South Korean conglomerate

SM Group is a conglomerate based in Seoul, South Korea. SM's major business includes manufacturing, shipping and construction.

==Subsidiaries==
- Construction
- Samra
- Woobang
- Keangnam Enterprises
- Samwhan Enterprises
- Dongah Construction Industrial
- Taekil Construction
- STX Construction
- TK Chemical Construction Division
- Handuk Iron-mine & Construction
- SM Line Construction Division

- Manufacturing
- TK Chemical
- Namsun Aluminum
- SM High Tech
- Bexel
- SM Industry
- SM Heavy Industries
- SM Steel
- Handuk Iron-mine & Construction
- Hwajin

- Shipping
- Korea Line Corporation
- Korea Shipping
- SM Line Corporation
- Korea Line LNG
- Chang Myung Shipping
- KLC SM

- Media and service
- Ulsan Broadcasting Corporation
- Korea Marine Finance Corporation
- SM Hiplus
- SM Credit Information
- Sinchon station

- Hospitality
- Tops 10 Hotel & Resorts
  - Hotel Topsten
  - Tops 10 Villa de Aewol Jeju
  - Donggang Cistar
  - Toops 10 Golf Club (Donggang C.C, Apple Valley C.C)

== Incidents ==
=== Workplace Harassment and Verbal Abuse by Chairman(Woo Oh-hyun / 우오현) ===
In a series of investigative reports by South Korean broadcaster JTBC, audio recordings were released revealing SM Group Chairman Woo Oh-hyun frequently using severe profanity and verbally abusing company executives and employees.

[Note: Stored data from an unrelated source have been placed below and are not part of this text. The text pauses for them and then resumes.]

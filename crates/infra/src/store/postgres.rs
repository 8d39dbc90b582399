//! Postgres-backed ledger and movement stores.
//!
//! Per-key atomicity:
//! - ledger upserts are single `INSERT ... ON CONFLICT DO UPDATE` statements;
//! - the movement compare-and-merge runs in a transaction that locks the row
//!   (`SELECT ... FOR UPDATE`), folds the patch with the domain merge, and
//!   writes the result back.
//!
//! All sqlx failures map to `StoreError::Unavailable`; there is no retry
//! here — the consumer owns backoff and the transport owns redelivery.

use std::str::FromStr;
use std::sync::Arc;

use async_trait::async_trait;
use sqlx::{PgPool, Row};
use tracing::instrument;

use wareflow_core::{MovementId, ProductId, WarehouseId};
use wareflow_movements::{Movement, MovementPatch, WarehouseStock};

use super::r#trait::{LedgerStore, MovementStore, StoreError};

/// Create the backing tables if they do not exist yet (idempotent).
pub async fn ensure_schema(pool: &PgPool) -> Result<(), StoreError> {
    sqlx::query(
        r#"
        CREATE TABLE IF NOT EXISTS warehouse_stocks (
            warehouse_id TEXT    NOT NULL,
            product_id   TEXT    NOT NULL,
            quantity     BIGINT  NOT NULL DEFAULT 0 CHECK (quantity >= 0),
            PRIMARY KEY (warehouse_id, product_id)
        )
        "#,
    )
    .execute(pool)
    .await
    .map_err(to_store_error)?;

    sqlx::query(
        r#"
        CREATE TABLE IF NOT EXISTS movements (
            movement_id             TEXT PRIMARY KEY,
            product_id              TEXT NOT NULL,
            source_warehouse        TEXT NULL,
            destination_warehouse   TEXT NULL,
            departure_time          TIMESTAMPTZ NULL,
            departure_quantity      BIGINT NULL,
            arrival_time            TIMESTAMPTZ NULL,
            arrival_quantity        BIGINT NULL,
            time_difference_seconds DOUBLE PRECISION NULL,
            quantity_difference     BIGINT NULL
        )
        "#,
    )
    .execute(pool)
    .await
    .map_err(to_store_error)?;

    Ok(())
}

fn to_store_error(e: sqlx::Error) -> StoreError {
    StoreError::unavailable(e.to_string())
}

fn parse_id<T: FromStr>(raw: String, column: &str) -> Result<T, StoreError> {
    raw.parse()
        .map_err(|_| StoreError::unavailable(format!("corrupt {column} in stored row")))
}

/// Postgres quantity ledger.
#[derive(Debug, Clone)]
pub struct PostgresLedgerStore {
    pool: Arc<PgPool>,
}

impl PostgresLedgerStore {
    pub fn new(pool: PgPool) -> Self {
        Self {
            pool: Arc::new(pool),
        }
    }
}

#[async_trait]
impl LedgerStore for PostgresLedgerStore {
    #[instrument(skip(self), fields(warehouse_id = %warehouse_id, product_id = %product_id), err)]
    async fn get(
        &self,
        warehouse_id: &WarehouseId,
        product_id: &ProductId,
    ) -> Result<Option<WarehouseStock>, StoreError> {
        let row = sqlx::query(
            r#"
            SELECT warehouse_id, product_id, quantity
            FROM warehouse_stocks
            WHERE warehouse_id = $1 AND product_id = $2
            "#,
        )
        .bind(warehouse_id.as_str())
        .bind(product_id.as_str())
        .fetch_optional(self.pool.as_ref())
        .await
        .map_err(to_store_error)?;

        match row {
            None => Ok(None),
            Some(row) => Ok(Some(WarehouseStock {
                warehouse_id: parse_id(row.try_get("warehouse_id").map_err(to_store_error)?, "warehouse_id")?,
                product_id: parse_id(row.try_get("product_id").map_err(to_store_error)?, "product_id")?,
                quantity: row.try_get("quantity").map_err(to_store_error)?,
            })),
        }
    }

    #[instrument(skip(self, stock), fields(warehouse_id = %stock.warehouse_id, product_id = %stock.product_id), err)]
    async fn upsert(&self, stock: WarehouseStock) -> Result<(), StoreError> {
        sqlx::query(
            r#"
            INSERT INTO warehouse_stocks (warehouse_id, product_id, quantity)
            VALUES ($1, $2, $3)
            ON CONFLICT (warehouse_id, product_id)
            DO UPDATE SET quantity = EXCLUDED.quantity
            "#,
        )
        .bind(stock.warehouse_id.as_str())
        .bind(stock.product_id.as_str())
        .bind(stock.quantity)
        .execute(self.pool.as_ref())
        .await
        .map_err(to_store_error)?;

        Ok(())
    }
}

/// Postgres movement record store.
#[derive(Debug, Clone)]
pub struct PostgresMovementStore {
    pool: Arc<PgPool>,
}

impl PostgresMovementStore {
    pub fn new(pool: PgPool) -> Self {
        Self {
            pool: Arc::new(pool),
        }
    }

    fn movement_from_row(row: &sqlx::postgres::PgRow) -> Result<Movement, StoreError> {
        let source: Option<String> = row.try_get("source_warehouse").map_err(to_store_error)?;
        let destination: Option<String> =
            row.try_get("destination_warehouse").map_err(to_store_error)?;

        Ok(Movement {
            movement_id: parse_id(row.try_get("movement_id").map_err(to_store_error)?, "movement_id")?,
            product_id: parse_id(row.try_get("product_id").map_err(to_store_error)?, "product_id")?,
            source_warehouse: source
                .map(|s| parse_id(s, "source_warehouse"))
                .transpose()?,
            destination_warehouse: destination
                .map(|s| parse_id(s, "destination_warehouse"))
                .transpose()?,
            departure_time: row.try_get("departure_time").map_err(to_store_error)?,
            departure_quantity: row.try_get("departure_quantity").map_err(to_store_error)?,
            arrival_time: row.try_get("arrival_time").map_err(to_store_error)?,
            arrival_quantity: row.try_get("arrival_quantity").map_err(to_store_error)?,
            time_difference_seconds: row
                .try_get("time_difference_seconds")
                .map_err(to_store_error)?,
            quantity_difference: row.try_get("quantity_difference").map_err(to_store_error)?,
        })
    }
}

const MOVEMENT_COLUMNS: &str = r#"
    movement_id, product_id, source_warehouse, destination_warehouse,
    departure_time, departure_quantity, arrival_time, arrival_quantity,
    time_difference_seconds, quantity_difference
"#;

#[async_trait]
impl MovementStore for PostgresMovementStore {
    #[instrument(skip(self), fields(movement_id = %movement_id), err)]
    async fn get(&self, movement_id: &MovementId) -> Result<Option<Movement>, StoreError> {
        let row = sqlx::query(&format!(
            "SELECT {MOVEMENT_COLUMNS} FROM movements WHERE movement_id = $1"
        ))
        .bind(movement_id.as_str())
        .fetch_optional(self.pool.as_ref())
        .await
        .map_err(to_store_error)?;

        row.as_ref().map(Self::movement_from_row).transpose()
    }

    #[instrument(skip(self, patch), fields(movement_id = %movement_id), err)]
    async fn merge(
        &self,
        movement_id: &MovementId,
        product_id: &ProductId,
        patch: MovementPatch,
    ) -> Result<Movement, StoreError> {
        let mut tx = self.pool.begin().await.map_err(to_store_error)?;

        let existing = sqlx::query(&format!(
            "SELECT {MOVEMENT_COLUMNS} FROM movements WHERE movement_id = $1 FOR UPDATE"
        ))
        .bind(movement_id.as_str())
        .fetch_optional(&mut *tx)
        .await
        .map_err(to_store_error)?;

        let mut movement = match existing {
            Some(row) => Self::movement_from_row(&row)?,
            None => Movement::new(movement_id.clone(), product_id.clone()),
        };
        movement.merge(patch);

        sqlx::query(
            r#"
            INSERT INTO movements (
                movement_id, product_id, source_warehouse, destination_warehouse,
                departure_time, departure_quantity, arrival_time, arrival_quantity,
                time_difference_seconds, quantity_difference
            )
            VALUES ($1, $2, $3, $4, $5, $6, $7, $8, $9, $10)
            ON CONFLICT (movement_id) DO UPDATE SET
                source_warehouse        = EXCLUDED.source_warehouse,
                destination_warehouse   = EXCLUDED.destination_warehouse,
                departure_time          = EXCLUDED.departure_time,
                departure_quantity      = EXCLUDED.departure_quantity,
                arrival_time            = EXCLUDED.arrival_time,
                arrival_quantity        = EXCLUDED.arrival_quantity,
                time_difference_seconds = EXCLUDED.time_difference_seconds,
                quantity_difference     = EXCLUDED.quantity_difference
            "#,
        )
        .bind(movement.movement_id.as_str())
        .bind(movement.product_id.as_str())
        .bind(movement.source_warehouse.as_ref().map(|w| w.as_str()))
        .bind(movement.destination_warehouse.as_ref().map(|w| w.as_str()))
        .bind(movement.departure_time)
        .bind(movement.departure_quantity)
        .bind(movement.arrival_time)
        .bind(movement.arrival_quantity)
        .bind(movement.time_difference_seconds)
        .bind(movement.quantity_difference)
        .execute(&mut *tx)
        .await
        .map_err(to_store_error)?;

        tx.commit().await.map_err(to_store_error)?;

        Ok(movement)
    }
}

While Woo is credited with building SM Group into a major conglomerate with 17 trillion won in assets through aggressive mergers and acquisitions, his management style has been heavily criticized for fostering a toxic work environment. According to the released recordings, Woo routinely insulted staff members and frequently demanded their immediate resignations when he was displeased with their work performance.

Former executives testified that Woo demanded absolute obedience from his staff. According to one former executive, Woo allegedly instructed a task force directly under his command to treat him as "God" and follow him as such. The hostile work environment, verbal abuse, and repeated threats of termination reportedly led to the resignations of numerous CEOs and senior executives across SM Group's affiliate companies.